The Code generation arguments are:

Argument Description
–bindir <dir> It will specify the output directory for the compiled objects
–class-name <name> It will set the generated class name. 
–jar-file <file> It will disable the code generation; use specified jar
–outdir <dir> It will specify the output directory for the generated code
–package-name <name> It will put the auto-generated classes in the package specified
–map-column-java <m> Override the default mapping from the SQL type to the Java type for the configured columns.

Sqoop automatically generates the code for parsing and interpreting the records of the files which contain the data which is to be exported back to the database.

If these files are created with the non-default delimiters, then you have to specify the same delimiters again so that Sqoop can parse your files.

In case if you specify the incorrect delimiters, then Sqoop fails to find enough columns per line.
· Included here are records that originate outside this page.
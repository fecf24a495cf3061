//! Page configuration.

use shopfront_core::{ConfigError, StorefrontConfig};

/// `id` of the optional `<script type="application/json">` element holding
/// page configuration.
pub const CONFIG_SCRIPT_ID: &str = "shopfront-config";

/// Custom event dispatched on the search input with the debounced query as
/// `detail`.
pub const SEARCH_EVENT: &str = "shopfront:search";

/// Parse the contents of the configuration script.
///
/// A missing or blank script yields the default configuration.
pub fn page_config(script: Option<&str>) -> Result<StorefrontConfig, ConfigError> {
    match script.map(str::trim) {
        None | Some("") => Ok(StorefrontConfig::default()),
        Some(json) => StorefrontConfig::from_json_str(json),
    }
}

#[cfg(test)]
mod tests {
    use super::*;

    #[test]
    fn test_missing_script_is_default() {
        assert_eq!(page_config(None).unwrap(), StorefrontConfig::default());
        assert_eq!(page_config(Some("  \n")).unwrap(), StorefrontConfig::default());
    }

    #[test]
    fn test_partial_overrides() {
        let config =
            page_config(Some(r#"{"cart": {"storage_key": "shopCart"}, "search": {"debounce_ms": 150}}"#))
                .unwrap();
        assert_eq!(config.cart.storage_key, "shopCart");
        assert_eq!(config.search.debounce_ms, 150);
        assert_eq!(config.search.input_id, "search-input");
    }

    #[test]
    fn test_malformed_script_is_error() {
        assert!(matches!(page_config(Some("{")), Err(ConfigError::Json(_))));
    }
}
This causes export map tasks to fail by throwing the ParseExceptions.

How does Sqoop Export work?

In Sqoop, the exports are performed by multiple writers in parallel. Each writer uses a separate connection with the database. These separate connections will have separate transactions from one another.

Apache Sqoop uses multi-row INSERT syntax for inserting up to 100 records per statement. This ensures that the transaction buffers will not go out-of-bound, and thus does not cause out-of-memory conditions.

Hence, a Sqoop export is not an atomic process. The partial results from export are visible before export is complete.

Sqoop Failed Exports

The Sqoop exports may get failed because of the following reasons:

  • It may fail because of loss of connectivity from a Hadoop cluster to the database that may occur either due to server software crashes or hardware fault.
  • It may fail while attempting to INSERT a row who violates the consistency constraints. For example, when trying to insert the duplicate primary key value.
  • The Export job will fail if we are attempting to parse the incomplete or malformed record from HDFS source data
  • It may fail while attempting to parse the records by using incorrect delimiters
  • Export jobs can fail due to capacity issues like insufficient RAM or disk space.

If the export map task fails due to any of these reasons, then it will result in export job failure. The failed export job results are undefined. Each sqoop export map task operates in the separate transaction.

The individual map tasks commit their current transaction periodically. If the task fails, then the current transaction is rolled back. Any of the previously-committed transactions remains durable in a database, which leads to the partially-complete export.

Sqoop Export Example Invocations

Example 1: In this example, we are trying a basic export to populate the table emp:

$ sqoop export --connect jdbc:mysql://localhost/demo_db --table emp  \
    --export-dir /results/emp_data

This example takes files in the /results/emp_data and injects their contents into the emp table in the demo database on localhost. Make sure that the target table already exists in a database.

Example 2: In this example, we are trying to perform basic export in order to populate a table named emp with the validation enabled:

$ sqoop export --connect jdbc:mysql://localhost/demo --table emp  \
    --export-dir /results/emp_data --validate

Summary

I hope after reading this article, you clearly understand Sqoop Export. The Sqoop export tool is useful for exporting a set of files from the Hadoop Distributed File System back to the RDBMS. The article had clearly explained its syntax, arguments along with an example.